O policial Breno Faria, conhecido como “Café com teu Pai”, foi denunciado ao Ministério Público Federal (MPF) por propagação de discurso de ódio contra mulheres e por exercer atividade empresarial ilegal. A denúncia vem de investigações que apontam uso de canais na web para disseminar conteúdo misógino e promover atividades comerciais sem autorização.

Conforme apurado, Breno Faria soma mais de 2 milhões de seguidores nas redes sociais e gerencia empresas de marketing digital que operam irregularmente, sem licenças e registros exigidos pela legislação. A denunciada prática inclui mensagens de ódio e discriminação de gênero, segundo o MPF.
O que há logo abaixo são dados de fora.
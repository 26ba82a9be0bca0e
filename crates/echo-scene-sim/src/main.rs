// SPDX-License-Identifier: Apache-2.0
// © James Ross Ω FLYING•ROBOTS <https://github.com/flyingrobots>
//! Headless scene-control simulator.
//! Drives the lifecycle controller and scene references against a simulated
//! renderer that fails on a fixed cadence, then reports whether every scene
//! reached its target.

use std::path::PathBuf;

use anyhow::{Context, Result};
use clap::Parser;
use echo_app_core::config::ConfigService;
use echo_config_fs::FsConfigStore;
use echo_scene_control::RetryPolicy;
use tracing::{info, warn};
use tracing_subscriber::EnvFilter;

mod prefs;
mod renderer;
mod scenario;

use prefs::SimPrefs;

#[derive(Parser, Debug)]
#[command(author, version, about = "Echo renderer scene-control simulator")]
struct Args {
    /// Directory holding scene-sim.json (defaults to the platform config dir)
    #[arg(long)]
    config_dir: Option<PathBuf>,
    /// Control cycles to run
    #[arg(long)]
    cycles: Option<u32>,
    /// Master scenes to create
    #[arg(long)]
    masters: Option<u32>,
    /// References declared by each master
    #[arg(long)]
    references: Option<u32>,
    /// Fail every Nth lifecycle answer (0 disables failures)
    #[arg(long)]
    fail_every: Option<u32>,
    /// Park a scene after this many consecutive retries (default: retry forever)
    #[arg(long)]
    max_retries: Option<u32>,
    /// Skip the mid-run unpublish/republish of the first master
    #[arg(long)]
    no_churn: bool,
    /// Persist the effective settings to the config store
    #[arg(long)]
    save: bool,
}

impl Args {
    fn apply(&self, prefs: &mut SimPrefs) {
        if let Some(cycles) = self.cycles {
            prefs.cycles = cycles;
        }
        if let Some(masters) = self.masters {
            prefs.masters = masters;
        }
        if let Some(references) = self.references {
            prefs.references_per_master = references;
        }
        if let Some(fail_every) = self.fail_every {
            prefs.fail_every = fail_every;
        }
        if let Some(max_retries) = self.max_retries {
            prefs.control.retry = RetryPolicy::Limited { max_retries };
        }
        if self.no_churn {
            prefs.churn = false;
        }
    }
}

fn main() -> Result<()> {
    let args = Args::parse();

    tracing_subscriber::fmt()
        .with_env_filter(EnvFilter::from_default_env().add_directive("info".parse()?))
        .init();

    let store = match &args.config_dir {
        Some(dir) => FsConfigStore::with_base(dir),
        None => FsConfigStore::new(),
    }
    .context("open config store")?;
    let service = ConfigService::new(store);
    let mut prefs: SimPrefs = service
        .load_section()
        .context("load simulator settings")?;
    args.apply(&mut prefs);

    if args.save {
        service
            .save_section(&prefs)
            .context("save simulator settings")?;
        info!(dir = %service.store().base().display(), "settings saved");
    }

    info!(?prefs, "starting simulation");
    let report = scenario::run(&prefs);
    info!(
        cycles = report.cycles,
        commands = report.commands,
        failures = report.failures_injected,
        events = report.events_out,
        routed = report.reference_events,
        converged = report.converged,
        "simulation finished"
    );
    if !report.converged {
        warn!("some scenes did not reach their target; raise --cycles or lower the failure rate");
    }
    Ok(())
}
// SPDX-License-Identifier: Apache-2.0
// © James Ross Ω FLYING•ROBOTS <https://github.com/flyingrobots>
//! In-process scene graph: reference tables filled by the master-scene side.

use std::collections::BTreeMap;

use echo_renderer_port::{
    RendererSceneState, SceneGraphSource, SceneId, SceneReferenceAction, SceneReferenceDecl,
    SceneReferenceHandle,
};

use crate::reference::ReferenceError;

#[derive(Debug, Default)]
struct MasterEntry {
    references: BTreeMap<SceneReferenceHandle, SceneReferenceDecl>,
    actions: Vec<SceneReferenceAction>,
}

/// [`SceneGraphSource`] backed by plain per-master tables.
///
/// The master-scene side declares references and queues link actions here;
/// the reference logic polls it once per cycle.
#[derive(Debug, Default)]
pub struct SceneReferenceTable {
    masters: BTreeMap<SceneId, MasterEntry>,
    destroyed: Vec<SceneId>,
}

impl SceneReferenceTable {
    /// Empty table.
    pub fn new() -> Self {
        Self::default()
    }

    /// Declare (or re-target) `handle` in `master` as a reference to
    /// `referenced`, requesting `Unavailable` with no render order offset.
    pub fn declare_reference(
        &mut self,
        master: SceneId,
        handle: SceneReferenceHandle,
        referenced: SceneId,
    ) {
        self.masters
            .entry(master)
            .or_default()
            .references
            .insert(handle, SceneReferenceDecl::new(handle, referenced));
    }

    /// Request `state` for the scene behind `handle`.
    pub fn request_reference_state(
        &mut self,
        master: SceneId,
        handle: SceneReferenceHandle,
        state: RendererSceneState,
    ) -> Result<(), ReferenceError> {
        self.decl_mut(master, handle)?.requested_state = state;
        Ok(())
    }

    /// Set the render order of `handle` relative to its master.
    pub fn set_reference_render_order(
        &mut self,
        master: SceneId,
        handle: SceneReferenceHandle,
        offset: i32,
    ) -> Result<(), ReferenceError> {
        self.decl_mut(master, handle)?.render_order_offset = offset;
        Ok(())
    }

    /// Remove `handle` from `master`; returns the removed declaration.
    pub fn remove_reference(
        &mut self,
        master: SceneId,
        handle: SceneReferenceHandle,
    ) -> Option<SceneReferenceDecl> {
        self.masters
            .get_mut(&master)
            .and_then(|entry| entry.references.remove(&handle))
    }

    /// Queue a link action for the next cycle.
    pub fn queue_action(&mut self, master: SceneId, action: SceneReferenceAction) {
        self.masters.entry(master).or_default().actions.push(action);
    }

    /// Forget `master` and report it destroyed. Queued actions are discarded.
    pub fn destroy_master(&mut self, master: SceneId) {
        self.masters.remove(&master);
        self.destroyed.push(master);
    }

    /// Current declaration of `handle` in `master`.
    pub fn reference(
        &self,
        master: SceneId,
        handle: SceneReferenceHandle,
    ) -> Option<&SceneReferenceDecl> {
        self.masters
            .get(&master)
            .and_then(|entry| entry.references.get(&handle))
    }

    fn decl_mut(
        &mut self,
        master: SceneId,
        handle: SceneReferenceHandle,
    ) -> Result<&mut SceneReferenceDecl, ReferenceError> {
        self.masters
            .get_mut(&master)
            .and_then(|entry| entry.references.get_mut(&handle))
            .ok_or(ReferenceError::UnknownHandle { master, handle })
    }
}

impl SceneGraphSource for SceneReferenceTable {
    fn master_scenes(&self) -> Vec<SceneId> {
        self.masters.keys().copied().collect()
    }

    fn scene_references(&self, master: SceneId) -> Vec<SceneReferenceDecl> {
        self.masters
            .get(&master)
            .map(|entry| entry.references.values().copied().collect())
            .unwrap_or_default()
    }

    fn take_reference_actions(&mut self, master: SceneId) -> Vec<SceneReferenceAction> {
        self.masters
            .get_mut(&master)
            .map(|entry| std::mem::take(&mut entry.actions))
            .unwrap_or_default()
    }

    fn take_destroyed_masters(&mut self) -> Vec<SceneId> {
        std::mem::take(&mut self.destroyed)
    }
}

#[cfg(test)]
#[allow(clippy::unwrap_used)]
mod tests {
    use super::*;

    const MASTER: SceneId = SceneId(1);
    const HANDLE: SceneReferenceHandle = SceneReferenceHandle(7);

    #[test]
    fn declared_references_are_listed_per_master() {
        let mut table = SceneReferenceTable::new();
        table.declare_reference(MASTER, HANDLE, SceneId(10));
        table
            .request_reference_state(MASTER, HANDLE, RendererSceneState::Rendered)
            .unwrap();
        table.set_reference_render_order(MASTER, HANDLE, 3).unwrap();

        assert_eq!(table.master_scenes(), vec![MASTER]);
        assert_eq!(
            table.scene_references(MASTER),
            vec![SceneReferenceDecl {
                handle: HANDLE,
                referenced: SceneId(10),
                requested_state: RendererSceneState::Rendered,
                render_order_offset: 3,
            }]
        );
        assert!(table.scene_references(SceneId(99)).is_empty());
    }

    #[test]
    fn unknown_handles_are_reported() {
        let mut table = SceneReferenceTable::new();
        assert_eq!(
            table.request_reference_state(MASTER, HANDLE, RendererSceneState::Ready),
            Err(ReferenceError::UnknownHandle {
                master: MASTER,
                handle: HANDLE
            })
        );
    }

    #[test]
    fn destroyed_masters_are_drained_once() {
        let mut table = SceneReferenceTable::new();
        table.declare_reference(MASTER, HANDLE, SceneId(10));
        table.destroy_master(MASTER);
        assert!(table.master_scenes().is_empty());
        assert_eq!(table.take_destroyed_masters(), vec![MASTER]);
        assert!(table.take_destroyed_masters().is_empty());
    }
}
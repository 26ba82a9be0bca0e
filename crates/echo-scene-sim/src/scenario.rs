// SPDX-License-Identifier: Apache-2.0
// © James Ross Ω FLYING•ROBOTS <https://github.com/flyingrobots>
//! The simulated scenario: masters with references, churn and failures.

use echo_renderer_port::{
    DataSlotId, RendererSceneState, SceneId, SceneLinkEndpoint, SceneReferenceAction,
    SceneReferenceHandle,
};
use echo_scene_control::{
    CommandBuffer, EventOutbox, SceneControlLoop, SceneLifecycleController, SceneReferenceTable,
};
use tracing::{debug, info, warn};

use crate::prefs::SimPrefs;
use crate::renderer::SimRenderer;

type Control = SceneControlLoop<CommandBuffer, SceneReferenceTable, EventOutbox>;

/// Counters collected over one run.
#[derive(Debug, Clone, Default, PartialEq, Eq)]
pub struct SimReport {
    /// Cycles executed.
    pub cycles: u32,
    /// Commands the renderer received.
    pub commands: usize,
    /// Failures injected by the renderer.
    pub failures_injected: u32,
    /// Events left in the outward stream.
    pub events_out: usize,
    /// Events routed to master scenes.
    pub reference_events: usize,
    /// Whether every scene ended on its target state.
    pub converged: bool,
}

fn master_id(index: u32) -> SceneId {
    SceneId(u64::from(index + 1) * 1_000)
}

fn reference_id(master: SceneId, index: u32) -> SceneId {
    SceneId(master.0 + u64::from(index) + 1)
}

/// Run the scenario described by `prefs` to completion.
pub fn run(prefs: &SimPrefs) -> SimReport {
    let commands = CommandBuffer::new();
    let outbox = EventOutbox::new();
    let controller = SceneLifecycleController::with_config(commands.clone(), prefs.control.clone());
    let mut control = SceneControlLoop::new(controller, SceneReferenceTable::new(), outbox.clone());
    let mut renderer = SimRenderer::new(prefs.fail_every);

    let masters: Vec<SceneId> = (0..prefs.masters).map(master_id).collect();
    for (index, &master) in masters.iter().enumerate() {
        declare_master(&mut control, &mut renderer, prefs, master, index);
    }

    let churn_at = (prefs.churn && !masters.is_empty()).then_some(prefs.cycles / 3);
    let mut report = SimReport::default();
    for cycle in 0..prefs.cycles {
        if let Some(first) = masters.first().copied() {
            if churn_at == Some(cycle) {
                info!(cycle, scene = %first, "unpublishing master");
                renderer.unpublish(first);
            } else if churn_at.map(|at| at + 1) == Some(cycle) {
                info!(cycle, scene = %first, "republishing master");
                renderer.publish(first);
            }
        }

        for command in commands.drain() {
            command.dispatch(&mut renderer);
            report.commands += 1;
        }
        for result in renderer.take_results() {
            control.handle_result(result);
        }
        let out = control.run_cycle(renderer.take_events());
        let routed = outbox.drain();
        debug!(cycle, emitted = out.len(), routed = routed.len(), "cycle complete");
        report.events_out += out.len();
        report.reference_events += routed.len();
        report.cycles += 1;
    }

    report.failures_injected = renderer.failures();
    report.converged = converged(&control, prefs, &masters);
    report
}

fn declare_master(
    control: &mut Control,
    renderer: &mut SimRenderer,
    prefs: &SimPrefs,
    master: SceneId,
    index: usize,
) {
    let render_order = i32::try_from(index).map_or(i32::MAX, |i| i.saturating_mul(10));
    let controller = control.controller_mut();
    controller.set_scene_mapping(master, prefs.display);
    controller.set_scene_display_buffer_assignment(master, None, render_order);
    controller.set_scene_state(master, RendererSceneState::Rendered);
    renderer.publish(master);

    let graph = control.graph_mut();
    for k in 0..prefs.references_per_master {
        let handle = SceneReferenceHandle(k);
        let scene = reference_id(master, k);
        graph.declare_reference(master, handle, scene);
        let offset = i32::try_from(k).map_or(i32::MAX, |k| k.saturating_add(1));
        let requested = graph
            .request_reference_state(master, handle, RendererSceneState::Rendered)
            .and_then(|()| graph.set_reference_render_order(master, handle, offset));
        if let Err(err) = requested {
            warn!(%err, "reference setup failed");
        }
        graph.queue_action(
            master,
            SceneReferenceAction::LinkData {
                provider: SceneLinkEndpoint::Master,
                provider_slot: DataSlotId(0),
                consumer: SceneLinkEndpoint::Reference(handle),
                consumer_slot: DataSlotId(k),
            },
        );
        renderer.publish(scene);
    }
}

fn converged(control: &Control, prefs: &SimPrefs, masters: &[SceneId]) -> bool {
    let controller = control.controller();
    masters.iter().all(|&master| {
        controller.scene_state(master) == RendererSceneState::Rendered
            && (0..prefs.references_per_master).all(|k| {
                controller.scene_state(reference_id(master, k)) == RendererSceneState::Rendered
            })
    })
}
A Polícia Federal e o MPF atuam em conjunto para apurar as denúncias e tomar as providências cabíveis. A atuação do influenciador e policial tem gerado debates sobre os limites da liberdade de expressão e a responsabilidade de figuras públicas na internet.

Investigações em andamento

As apurações continuam para verificar condutas atribuídas e verificar eventual responsabilidade administrativa ou criminal. O caso envolve normas que regem condutas de agentes públicos e o ambiente digital.

Não há informações divulgadas sobre medidas administrativas já adotadas ou possíveis afastamentos. O MPF e a PF prosseguem para confirmar fatos e cumprir a legislação aplicável.

O episódio reforça o esforço de instituições no combate a discurso de ódio na internet e a atividades empresariais irregulares envolvendo figuras públicas com grande alcance. As investigações devem esclarecer os fatos e eventuais medidas futuras.